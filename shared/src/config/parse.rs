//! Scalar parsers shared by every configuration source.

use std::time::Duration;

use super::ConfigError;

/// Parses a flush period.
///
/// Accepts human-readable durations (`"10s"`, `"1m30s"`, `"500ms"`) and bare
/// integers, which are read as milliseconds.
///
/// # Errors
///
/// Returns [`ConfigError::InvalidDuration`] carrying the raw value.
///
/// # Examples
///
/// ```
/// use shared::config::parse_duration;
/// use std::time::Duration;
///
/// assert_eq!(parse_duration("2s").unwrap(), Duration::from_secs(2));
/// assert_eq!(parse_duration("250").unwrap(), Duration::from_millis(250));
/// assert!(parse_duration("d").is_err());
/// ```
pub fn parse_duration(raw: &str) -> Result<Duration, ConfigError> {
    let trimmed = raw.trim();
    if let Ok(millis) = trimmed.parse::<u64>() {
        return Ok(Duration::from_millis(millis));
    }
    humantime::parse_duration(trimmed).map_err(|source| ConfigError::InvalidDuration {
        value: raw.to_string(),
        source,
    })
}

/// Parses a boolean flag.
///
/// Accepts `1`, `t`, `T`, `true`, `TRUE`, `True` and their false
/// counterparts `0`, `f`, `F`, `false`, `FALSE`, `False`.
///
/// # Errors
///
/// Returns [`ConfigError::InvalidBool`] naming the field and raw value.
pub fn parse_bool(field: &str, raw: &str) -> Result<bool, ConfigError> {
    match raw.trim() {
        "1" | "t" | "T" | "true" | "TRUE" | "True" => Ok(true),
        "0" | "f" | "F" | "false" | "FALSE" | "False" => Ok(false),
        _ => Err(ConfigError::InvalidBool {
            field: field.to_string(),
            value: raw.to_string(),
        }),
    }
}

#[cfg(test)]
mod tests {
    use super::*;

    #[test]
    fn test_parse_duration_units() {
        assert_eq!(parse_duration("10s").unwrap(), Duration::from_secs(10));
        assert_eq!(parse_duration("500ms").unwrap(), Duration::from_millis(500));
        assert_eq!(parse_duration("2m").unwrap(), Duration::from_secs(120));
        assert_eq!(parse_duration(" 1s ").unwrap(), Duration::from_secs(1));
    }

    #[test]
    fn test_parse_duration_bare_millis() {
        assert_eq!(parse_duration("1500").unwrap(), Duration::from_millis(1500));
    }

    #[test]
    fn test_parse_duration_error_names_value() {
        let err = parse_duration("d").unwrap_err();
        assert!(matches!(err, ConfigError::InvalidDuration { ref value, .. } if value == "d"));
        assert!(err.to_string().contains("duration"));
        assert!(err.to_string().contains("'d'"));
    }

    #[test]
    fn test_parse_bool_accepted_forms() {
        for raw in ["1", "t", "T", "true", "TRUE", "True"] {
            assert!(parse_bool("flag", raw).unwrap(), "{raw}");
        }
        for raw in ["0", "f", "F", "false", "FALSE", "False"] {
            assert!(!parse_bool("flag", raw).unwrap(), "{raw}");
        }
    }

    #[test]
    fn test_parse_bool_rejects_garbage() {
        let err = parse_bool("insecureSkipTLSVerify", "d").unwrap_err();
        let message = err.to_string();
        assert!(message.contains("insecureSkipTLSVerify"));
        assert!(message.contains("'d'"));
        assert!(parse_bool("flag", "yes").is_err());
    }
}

****************************************

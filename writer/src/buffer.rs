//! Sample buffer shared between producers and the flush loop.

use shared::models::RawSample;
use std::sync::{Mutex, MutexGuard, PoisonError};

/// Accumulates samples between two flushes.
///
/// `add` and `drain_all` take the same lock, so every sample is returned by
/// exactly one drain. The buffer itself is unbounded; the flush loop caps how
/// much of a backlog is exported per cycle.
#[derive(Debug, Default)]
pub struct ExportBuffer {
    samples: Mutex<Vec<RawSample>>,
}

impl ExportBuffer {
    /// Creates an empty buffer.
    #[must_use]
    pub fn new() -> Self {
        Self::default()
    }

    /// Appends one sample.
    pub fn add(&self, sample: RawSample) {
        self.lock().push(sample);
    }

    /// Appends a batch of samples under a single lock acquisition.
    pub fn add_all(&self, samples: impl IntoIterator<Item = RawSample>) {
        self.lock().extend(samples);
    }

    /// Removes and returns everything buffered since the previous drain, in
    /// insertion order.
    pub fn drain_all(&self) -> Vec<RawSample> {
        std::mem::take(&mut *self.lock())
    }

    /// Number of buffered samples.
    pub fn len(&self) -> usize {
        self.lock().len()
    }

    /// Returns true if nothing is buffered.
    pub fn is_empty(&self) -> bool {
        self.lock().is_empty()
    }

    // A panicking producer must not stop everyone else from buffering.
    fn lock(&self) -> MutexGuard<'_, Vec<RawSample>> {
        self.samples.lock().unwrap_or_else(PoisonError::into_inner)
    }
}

****************************************

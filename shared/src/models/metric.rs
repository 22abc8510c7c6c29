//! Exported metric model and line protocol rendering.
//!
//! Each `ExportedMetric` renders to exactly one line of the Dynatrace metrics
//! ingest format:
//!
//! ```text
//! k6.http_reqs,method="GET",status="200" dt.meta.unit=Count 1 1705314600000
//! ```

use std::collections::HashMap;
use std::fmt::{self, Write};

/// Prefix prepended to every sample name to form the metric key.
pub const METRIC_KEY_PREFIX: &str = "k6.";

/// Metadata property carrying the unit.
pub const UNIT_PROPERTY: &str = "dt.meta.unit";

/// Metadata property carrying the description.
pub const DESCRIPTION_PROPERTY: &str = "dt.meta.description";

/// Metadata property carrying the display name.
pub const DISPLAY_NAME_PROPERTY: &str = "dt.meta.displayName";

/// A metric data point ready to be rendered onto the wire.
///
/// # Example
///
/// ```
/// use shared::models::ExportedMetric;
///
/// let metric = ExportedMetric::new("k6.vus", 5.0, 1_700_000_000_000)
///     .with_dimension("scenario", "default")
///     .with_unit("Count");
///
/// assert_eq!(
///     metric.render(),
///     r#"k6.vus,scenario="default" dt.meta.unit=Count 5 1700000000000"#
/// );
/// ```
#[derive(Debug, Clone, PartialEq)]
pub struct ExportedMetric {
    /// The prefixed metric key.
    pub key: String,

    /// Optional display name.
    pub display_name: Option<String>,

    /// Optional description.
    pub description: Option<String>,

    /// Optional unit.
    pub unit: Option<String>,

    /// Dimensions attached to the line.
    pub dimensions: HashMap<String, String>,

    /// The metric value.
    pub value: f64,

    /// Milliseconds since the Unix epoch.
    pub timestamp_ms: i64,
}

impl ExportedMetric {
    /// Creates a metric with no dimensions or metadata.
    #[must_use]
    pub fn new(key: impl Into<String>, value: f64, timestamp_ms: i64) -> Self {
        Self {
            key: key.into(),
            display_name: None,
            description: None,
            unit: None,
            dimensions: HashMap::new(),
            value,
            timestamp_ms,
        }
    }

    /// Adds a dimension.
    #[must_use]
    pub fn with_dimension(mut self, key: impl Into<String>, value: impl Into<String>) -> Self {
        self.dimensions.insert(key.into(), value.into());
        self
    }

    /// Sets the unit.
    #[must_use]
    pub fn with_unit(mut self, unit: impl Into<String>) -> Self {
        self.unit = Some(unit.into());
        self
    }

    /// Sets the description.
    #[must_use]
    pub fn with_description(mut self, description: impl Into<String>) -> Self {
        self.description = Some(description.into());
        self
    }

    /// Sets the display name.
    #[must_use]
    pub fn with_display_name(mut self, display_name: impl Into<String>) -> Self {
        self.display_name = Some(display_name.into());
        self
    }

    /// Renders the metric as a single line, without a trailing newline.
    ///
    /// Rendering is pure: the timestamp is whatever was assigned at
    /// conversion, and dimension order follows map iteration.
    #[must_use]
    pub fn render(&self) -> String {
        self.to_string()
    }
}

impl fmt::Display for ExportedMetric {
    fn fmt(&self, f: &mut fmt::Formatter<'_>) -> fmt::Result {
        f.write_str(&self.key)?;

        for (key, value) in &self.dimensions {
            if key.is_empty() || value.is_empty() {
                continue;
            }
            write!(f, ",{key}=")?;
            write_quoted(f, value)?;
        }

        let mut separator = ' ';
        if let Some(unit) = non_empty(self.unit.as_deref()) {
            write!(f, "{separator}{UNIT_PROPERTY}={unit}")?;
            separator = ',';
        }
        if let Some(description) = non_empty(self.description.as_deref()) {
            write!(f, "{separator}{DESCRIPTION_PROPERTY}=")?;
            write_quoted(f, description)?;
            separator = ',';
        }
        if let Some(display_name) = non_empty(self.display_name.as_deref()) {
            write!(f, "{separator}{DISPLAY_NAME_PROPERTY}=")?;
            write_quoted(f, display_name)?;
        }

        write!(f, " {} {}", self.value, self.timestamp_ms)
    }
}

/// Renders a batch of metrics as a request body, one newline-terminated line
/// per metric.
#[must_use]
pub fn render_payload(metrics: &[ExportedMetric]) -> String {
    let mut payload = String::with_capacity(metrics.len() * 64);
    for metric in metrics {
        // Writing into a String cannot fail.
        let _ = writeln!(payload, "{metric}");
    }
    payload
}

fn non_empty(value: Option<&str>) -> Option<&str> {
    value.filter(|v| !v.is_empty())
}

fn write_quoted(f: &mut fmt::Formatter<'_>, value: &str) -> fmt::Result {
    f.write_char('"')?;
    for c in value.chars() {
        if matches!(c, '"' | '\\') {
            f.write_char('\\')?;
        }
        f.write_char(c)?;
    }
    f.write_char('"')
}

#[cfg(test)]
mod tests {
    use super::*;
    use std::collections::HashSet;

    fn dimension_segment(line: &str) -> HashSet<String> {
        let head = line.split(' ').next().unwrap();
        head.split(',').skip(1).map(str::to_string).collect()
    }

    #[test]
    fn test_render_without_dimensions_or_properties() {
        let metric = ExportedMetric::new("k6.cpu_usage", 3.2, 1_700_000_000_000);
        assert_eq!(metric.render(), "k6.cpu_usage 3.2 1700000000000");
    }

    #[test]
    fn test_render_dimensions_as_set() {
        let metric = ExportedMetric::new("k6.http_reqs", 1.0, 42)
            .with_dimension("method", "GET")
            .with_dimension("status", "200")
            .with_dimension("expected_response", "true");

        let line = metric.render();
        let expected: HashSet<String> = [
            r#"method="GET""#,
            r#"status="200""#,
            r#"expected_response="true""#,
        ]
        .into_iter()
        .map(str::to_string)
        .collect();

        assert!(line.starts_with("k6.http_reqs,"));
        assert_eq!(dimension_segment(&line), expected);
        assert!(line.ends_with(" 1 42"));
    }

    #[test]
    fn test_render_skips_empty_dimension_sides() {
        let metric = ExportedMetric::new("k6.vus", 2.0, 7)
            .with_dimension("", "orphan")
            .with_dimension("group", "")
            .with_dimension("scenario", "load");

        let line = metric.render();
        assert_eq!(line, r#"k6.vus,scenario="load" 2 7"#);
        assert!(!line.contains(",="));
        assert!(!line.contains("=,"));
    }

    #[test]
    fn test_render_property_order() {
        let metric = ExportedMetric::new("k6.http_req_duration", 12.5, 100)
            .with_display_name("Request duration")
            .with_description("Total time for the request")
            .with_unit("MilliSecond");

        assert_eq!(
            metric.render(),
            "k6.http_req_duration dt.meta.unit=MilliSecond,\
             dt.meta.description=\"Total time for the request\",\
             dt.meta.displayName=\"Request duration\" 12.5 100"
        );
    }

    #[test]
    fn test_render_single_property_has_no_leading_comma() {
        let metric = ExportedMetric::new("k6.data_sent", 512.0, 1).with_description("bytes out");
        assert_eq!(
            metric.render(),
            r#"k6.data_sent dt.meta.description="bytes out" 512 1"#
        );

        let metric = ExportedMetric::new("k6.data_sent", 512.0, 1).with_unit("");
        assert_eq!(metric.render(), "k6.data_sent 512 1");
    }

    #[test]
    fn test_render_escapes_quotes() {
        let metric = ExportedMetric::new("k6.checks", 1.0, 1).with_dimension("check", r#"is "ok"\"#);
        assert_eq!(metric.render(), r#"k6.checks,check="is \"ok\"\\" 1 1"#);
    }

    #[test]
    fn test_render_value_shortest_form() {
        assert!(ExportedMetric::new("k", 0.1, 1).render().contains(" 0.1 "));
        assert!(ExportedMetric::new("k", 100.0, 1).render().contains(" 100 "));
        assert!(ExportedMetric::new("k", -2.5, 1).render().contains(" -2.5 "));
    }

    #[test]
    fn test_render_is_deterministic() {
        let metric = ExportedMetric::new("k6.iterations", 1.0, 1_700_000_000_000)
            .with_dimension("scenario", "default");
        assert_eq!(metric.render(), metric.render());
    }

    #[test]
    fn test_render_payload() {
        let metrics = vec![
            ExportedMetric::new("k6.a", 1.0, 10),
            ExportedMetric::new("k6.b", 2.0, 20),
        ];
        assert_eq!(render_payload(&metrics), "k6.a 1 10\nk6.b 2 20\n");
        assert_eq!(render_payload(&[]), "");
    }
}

****************************************

### Exercise objective
Write down only the number of lines above where the word "struct" occurs.

### Response to this task
2